#### [PROBLEM DETAILS]
Your answer must match the data word for word.

#### [DATA EXCERPTS]
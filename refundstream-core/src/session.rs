//! Session controller: one explain request from trigger to termination.
//!
//! A session clears the display, opens the transport, feeds every chunk to a
//! fresh [`SseReducer`] and stops on `done`/`[DONE]`, stream end, failure or
//! cancellation. Starting a session while another is in flight cancels the
//! older one (cancel-and-replace); the superseded session emits nothing more.

use std::sync::atomic::{AtomicBool, AtomicU64, Ordering};
use std::sync::{Arc, Mutex};
use std::time::Instant;

use futures_util::StreamExt;
use tokio_util::sync::CancellationToken;
use tracing::{field, info, info_span, warn};
use tracing_futures::Instrument;

use crate::config::{Config, DEFAULT_QUESTION};
use crate::error::CoreResult;
use crate::http_client::RequestCtx;
use crate::model::{ExplainRequest, SessionOutcome};
use crate::normalizer::normalize_explain;
use crate::reducer::SseReducer;
use crate::stream::DisplaySink;
use crate::telemetry::{
    self, SessionTrace, KEY_CHUNKS, KEY_ERROR_KIND, KEY_EVENTS, KEY_FRAMES, KEY_LATENCY_MS,
    KEY_OUTCOME, KEY_REQUEST_ID, KEY_RETURN_ID, KEY_TRANSPORT, KEY_USE_BACKEND, SPAN_SESSION,
};
use crate::transport::{HttpTransport, StreamTransport};

/// The only failure text a user ever sees.
pub const FALLBACK_ERROR_TEXT: &str = "Error loading explanation. Please try again.";

struct ActiveSession {
    generation: u64,
    token: CancellationToken,
    superseded: Arc<AtomicBool>,
}

/// How the pump loop stopped, before mapping to a [`SessionOutcome`].
enum Ended {
    Finished,
    Exhausted,
    Cancelled,
}

pub struct SessionController {
    transport: Arc<dyn StreamTransport>,
    default_question: String,
    use_backend_default: bool,
    generation: AtomicU64,
    active: Mutex<Option<ActiveSession>>,
}

impl SessionController {
    pub fn new(transport: Arc<dyn StreamTransport>) -> Self {
        Self {
            transport,
            default_question: DEFAULT_QUESTION.to_string(),
            use_backend_default: false,
            generation: AtomicU64::new(0),
            active: Mutex::new(None),
        }
    }

    /// Build a controller talking HTTP to the configured backend.
    pub fn from_config(cfg: &Config) -> CoreResult<Self> {
        let transport = HttpTransport::from_config(&cfg.backend, &cfg.http)?;
        let mut ctl = Self::new(Arc::new(transport)).with_default_question(&cfg.explain.default_question);
        ctl.use_backend_default = cfg.explain.use_backend;
        Ok(ctl)
    }

    pub fn with_default_question(mut self, question: &str) -> Self {
        self.default_question = question.to_string();
        self
    }

    /// `use_backend` value configured for callers that do not choose one.
    pub fn use_backend_default(&self) -> bool {
        self.use_backend_default
    }

    /// True while the most recently started session is still running.
    pub fn is_loading(&self) -> bool {
        self.active.lock().map(|a| a.is_some()).unwrap_or(false)
    }

    /// Abort the in-flight session, if any. Returns whether one was running.
    pub fn cancel(&self) -> bool {
        match self.active.lock() {
            Ok(active) => match active.as_ref() {
                Some(s) => {
                    s.token.cancel();
                    true
                }
                None => false,
            },
            Err(_) => false,
        }
    }

    /// Run one session asking the default question.
    pub async fn start_stream(
        &self,
        return_id: &str,
        use_backend: bool,
        sink: &mut dyn DisplaySink,
    ) -> SessionOutcome {
        self.explain(ExplainRequest::new(return_id, "", use_backend), sink)
            .await
    }

    /// Run one session to completion, emitting every display update to `sink`.
    pub async fn explain(&self, req: ExplainRequest, sink: &mut dyn DisplaySink) -> SessionOutcome {
        let started = Instant::now();
        let (generation, token, superseded) = self.begin();
        let request_id = format!("{}-{}", req.return_id.trim(), generation);

        let span = info_span!(
            SPAN_SESSION,
            { KEY_RETURN_ID } = %req.return_id,
            { KEY_REQUEST_ID } = %request_id,
            { KEY_USE_BACKEND } = req.use_backend,
            { KEY_TRANSPORT } = self.transport.name(),
            { KEY_OUTCOME } = field::Empty,
            { KEY_CHUNKS } = field::Empty,
            { KEY_FRAMES } = field::Empty,
            { KEY_EVENTS } = field::Empty,
            { KEY_LATENCY_MS } = field::Empty,
            { KEY_ERROR_KIND } = field::Empty,
        );

        sink.show("");
        let mut reducer = SseReducer::new();
        let result = self
            .run(req.clone(), &request_id, &token, &mut reducer, sink)
            .instrument(span.clone())
            .await;

        let mut error_kind = None;
        let outcome = match result {
            Ok(Ended::Finished) => SessionOutcome::Finished,
            Ok(Ended::Exhausted) => SessionOutcome::Exhausted,
            Ok(Ended::Cancelled) if superseded.load(Ordering::SeqCst) => SessionOutcome::Superseded,
            Ok(Ended::Cancelled) => SessionOutcome::Cancelled,
            Err(e) => {
                let _enter = span.enter();
                warn!(error = %e, kind = e.kind(), "explain session failed");
                error_kind = Some(e.kind());
                sink.show(FALLBACK_ERROR_TEXT);
                SessionOutcome::Failed
            }
        };
        self.end(generation);

        let stats = reducer.stats();
        let latency_ms = u64::try_from(started.elapsed().as_millis()).unwrap_or(u64::MAX);
        span.record(KEY_OUTCOME, outcome.as_str());
        span.record(KEY_CHUNKS, stats.chunks);
        span.record(KEY_FRAMES, stats.frames);
        span.record(KEY_EVENTS, stats.events);
        span.record(KEY_LATENCY_MS, latency_ms);
        if let Some(kind) = error_kind {
            span.record(KEY_ERROR_KIND, kind);
        }
        {
            let _enter = span.enter();
            info!(outcome = outcome.as_str(), latency_ms, "explain session ended");
        }

        telemetry::emit(
            SessionTrace::new()
                .return_id(&req.return_id)
                .request_id(&request_id)
                .use_backend(req.use_backend)
                .transport(self.transport.name())
                .outcome(outcome)
                .counts(stats.chunks, stats.frames, stats.events)
                .latency_ms(latency_ms)
                .error_kind_opt(error_kind),
        );
        outcome
    }

    async fn run(
        &self,
        req: ExplainRequest,
        request_id: &str,
        token: &CancellationToken,
        reducer: &mut SseReducer,
        sink: &mut dyn DisplaySink,
    ) -> CoreResult<Ended> {
        let req = normalize_explain(req, &self.default_question)?;
        let ctx = RequestCtx {
            request_id: Some(request_id),
        };

        let mut chunks = tokio::select! {
            biased;
            _ = token.cancelled() => return Ok(Ended::Cancelled),
            opened = self.transport.open(&req, &ctx) => opened?,
        };

        loop {
            let next = tokio::select! {
                biased;
                _ = token.cancelled() => return Ok(Ended::Cancelled),
                next = chunks.next() => next,
            };
            match next {
                None => return Ok(Ended::Exhausted),
                Some(Err(e)) => return Err(e),
                Some(Ok(bytes)) => {
                    if reducer.feed(&bytes, sink).is_finished() {
                        return Ok(Ended::Finished);
                    }
                }
            }
        }
    }

    fn begin(&self) -> (u64, CancellationToken, Arc<AtomicBool>) {
        let generation = self.generation.fetch_add(1, Ordering::SeqCst) + 1;
        let token = CancellationToken::new();
        let superseded = Arc::new(AtomicBool::new(false));
        if let Ok(mut active) = self.active.lock() {
            if let Some(prev) = active.take() {
                prev.superseded.store(true, Ordering::SeqCst);
                prev.token.cancel();
            }
            *active = Some(ActiveSession {
                generation,
                token: token.clone(),
                superseded: superseded.clone(),
            });
        }
        (generation, token, superseded)
    }

    fn end(&self, generation: u64) {
        if let Ok(mut active) = self.active.lock()
            && active.as_ref().is_some_and(|a| a.generation == generation)
        {
            *active = None;
        }
    }
}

#### [PROBLEM SOLUTION]
filename refundstream-core/src/session.rs
//! Session controller: one explain request from trigger to termination.
//!
//! A session clears the display, opens the transport, feeds every chunk to a
//! fresh [`SseReducer`] and stops on `done`/`[DONE]`, stream end, failure or
//! cancellation. Starting a session while another is in flight cancels the
//! older one (cancel-and-replace); the superseded session emits nothing more.

use std::sync::atomic::{AtomicBool, AtomicU64, Ordering};
use std::sync::{Arc, Mutex};
use std::time::Instant;

use futures_util::StreamExt;
use tokio_util::sync::CancellationToken;
use tracing::{field, info, info_span, warn};
use tracing_futures::Instrument;

use crate::config::{Config, DEFAULT_QUESTION};
use crate::error::CoreResult;
use crate::http_client::RequestCtx;
use crate::model::{ExplainRequest, SessionOutcome};
use crate::normalizer::normalize_explain;
use crate::reducer::SseReducer;
use crate::stream::DisplaySink;
use crate::telemetry::{
    self, SessionTrace, KEY_CHUNKS, KEY_ERROR_KIND, KEY_EVENTS, KEY_FRAMES, KEY_LATENCY_MS,
    KEY_OUTCOME, KEY_REQUEST_ID, KEY_RETURN_ID, KEY_TRANSPORT, KEY_USE_BACKEND, SPAN_SESSION,
};
use crate::transport::{HttpTransport, StreamTransport};

/// The only failure text a user ever sees.
pub const FALLBACK_ERROR_TEXT: &str = "Error loading explanation. Please try again.";

struct ActiveSession {
    generation: u64,
    token: CancellationToken,
    superseded: Arc<AtomicBool>,
}

/// How the pump loop stopped, before mapping to a [`SessionOutcome`].
enum Ended {
    Finished,
    Exhausted,
    Cancelled,
}

pub struct SessionController {
    transport: Arc<dyn StreamTransport>,
    default_question: String,
    use_backend_default: bool,
    generation: AtomicU64,
    active: Mutex<Option<ActiveSession>>,
}

impl SessionController {
    pub fn new(transport: Arc<dyn StreamTransport>) -> Self {
        Self {
            transport,
            default_question: DEFAULT_QUESTION.to_string(),
            use_backend_default: false,
            generation: AtomicU64::new(0),
            active: Mutex::new(None),
        }
    }

    /// Build a controller talking HTTP to the configured backend.
    pub fn from_config(cfg: &Config) -> CoreResult<Self> {
        let transport = HttpTransport::from_config(&cfg.backend, &cfg.http)?;
        let mut ctl = Self::new(Arc::new(transport)).with_default_question(&cfg.explain.default_question);
        ctl.use_backend_default = cfg.explain.use_backend;
        Ok(ctl)
    }

    pub fn with_default_question(mut self, question: &str) -> Self {
        self.default_question = question.to_string();
        self
    }

    /// `use_backend` value configured for callers that do not choose one.
    pub fn use_backend_default(&self) -> bool {
        self.use_backend_default
    }

    /// True while the most recently started session is still running.
    pub fn is_loading(&self) -> bool {
        self.active.lock().map(|a| a.is_some()).unwrap_or(false)
    }

    /// Abort the in-flight session, if any. Returns whether one was running.
    pub fn cancel(&self) -> bool {
        match self.active.lock() {
            Ok(active) => match active.as_ref() {
                Some(s) => {
                    s.token.cancel();
                    true
                }
                None => false,
            },
            Err(_) => false,
        }
    }

    /// Run one session asking the default question.
    pub async fn start_stream(
        &self,
        return_id: &str,
        use_backend: bool,
        sink: &mut dyn DisplaySink,
    ) -> SessionOutcome {
        self.explain(ExplainRequest::new(return_id, "", use_backend), sink)
            .await
    }

    /// Run one session to completion, emitting every display update to `sink`.
    pub async fn explain(&self, req: ExplainRequest, sink: &mut dyn DisplaySink) -> SessionOutcome {
        let started = Instant::now();
        let (generation, token, superseded) = self.begin();
        let request_id = format!("{}-{}", req.return_id.trim(), generation);

        let span = info_span!(
            SPAN_SESSION,
            { KEY_RETURN_ID } = %req.return_id,
            { KEY_REQUEST_ID } = %request_id,
            { KEY_USE_BACKEND } = req.use_backend,
            { KEY_TRANSPORT } = self.transport.name(),
            { KEY_OUTCOME } = field::Empty,
            { KEY_CHUNKS } = field::Empty,
            { KEY_FRAMES } = field::Empty,
            { KEY_EVENTS } = field::Empty,
            { KEY_LATENCY_MS } = field::Empty,
            { KEY_ERROR_KIND } = field::Empty,
        );

        sink.show("");
        let mut reducer = SseReducer::new();
        let result = self
            .run(req.clone(), &request_id, &token, &mut reducer, sink)
            .instrument(span.clone())
            .await;

        let mut error_kind = None;
        let outcome = match result {
            Ok(Ended::Finished) => SessionOutcome::Finished,
            Ok(Ended::Exhausted) => SessionOutcome::Exhausted,
            Ok(Ended::Cancelled) if superseded.load(Ordering::SeqCst) => SessionOutcome::Superseded,
            Ok(Ended::Cancelled) => SessionOutcome::Cancelled,
            Err(e) => {
                let _enter = span.enter();
                warn!(error = %e, kind = e.kind(), "explain session failed");
                error_kind = Some(e.kind());
                sink.show(FALLBACK_ERROR_TEXT);
                SessionOutcome::Failed
            }
        };
        self.end(generation);

        let stats = reducer.stats();
        let latency_ms = u64::try_from(started.elapsed().as_millis()).unwrap_or(u64::MAX);
        span.record(KEY_OUTCOME, outcome.as_str());
        span.record(KEY_CHUNKS, stats.chunks);
        span.record(KEY_FRAMES, stats.frames);
        span.record(KEY_EVENTS, stats.events);
        span.record(KEY_LATENCY_MS, latency_ms);
        if let Some(kind) = error_kind {
            span.record(KEY_ERROR_KIND, kind);
        }
        {
            let _enter = span.enter();
            info!(outcome = outcome.as_str(), latency_ms, "explain session ended");
        }

        telemetry::emit(
            SessionTrace::new()
                .return_id(&req.return_id)
                .request_id(&request_id)
                .use_backend(req.use_backend)
                .transport(self.transport.name())
                .outcome(outcome)
                .counts(stats.chunks, stats.frames, stats.events)
                .latency_ms(latency_ms)
                .error_kind_opt(error_kind),
        );
        outcome
    }

    async fn run(
        &self,
        req: ExplainRequest,
        request_id: &str,
        token: &CancellationToken,
        reducer: &mut SseReducer,
        sink: &mut dyn DisplaySink,
    ) -> CoreResult<Ended> {
        let req = normalize_explain(req, &self.default_question)?;
        let ctx = RequestCtx {
            request_id: Some(request_id),
        };

        let mut chunks = tokio::select! {
            biased;
            _ = token.cancelled() => return Ok(Ended::Cancelled),
            opened = self.transport.open(&req, &ctx) => opened?,
        };

        loop {
            let next = tokio::select! {
                biased;
                _ = token.cancelled() => return Ok(Ended::Cancelled),
                next = chunks.next() => next,
            };
            match next {
                None => return Ok(Ended::Exhausted),
                Some(Err(e)) => return Err(e),
                Some(Ok(bytes)) => {
                    if reducer.feed(&bytes, sink).is_finished() {
                        return Ok(Ended::Finished);
                    }
                }
            }
        }
    }

    fn begin(&self) -> (u64, CancellationToken, Arc<AtomicBool>) {
        let generation = self.generation.fetch_add(1, Ordering::SeqCst) + 1;
        let token = CancellationToken::new();
        let superseded = Arc::new(AtomicBool::new(false));
        if let Ok(mut active) = self.active.lock() {
            if let Some(prev) = active.take() {
                prev.superseded.store(true, Ordering::SeqCst);
                prev.token.cancel();
            }
            *active = Some(ActiveSession {
                generation,
                token: token.clone(),
                superseded: superseded.clone(),
            });
        }
        (generation, token, superseded)
    }

    fn end(&self, generation: u64) {
        if let Ok(mut active) = self.active.lock()
            && active.as_ref().is_some_and(|a| a.generation == generation)
        {
            *active = None;
        }
    }
}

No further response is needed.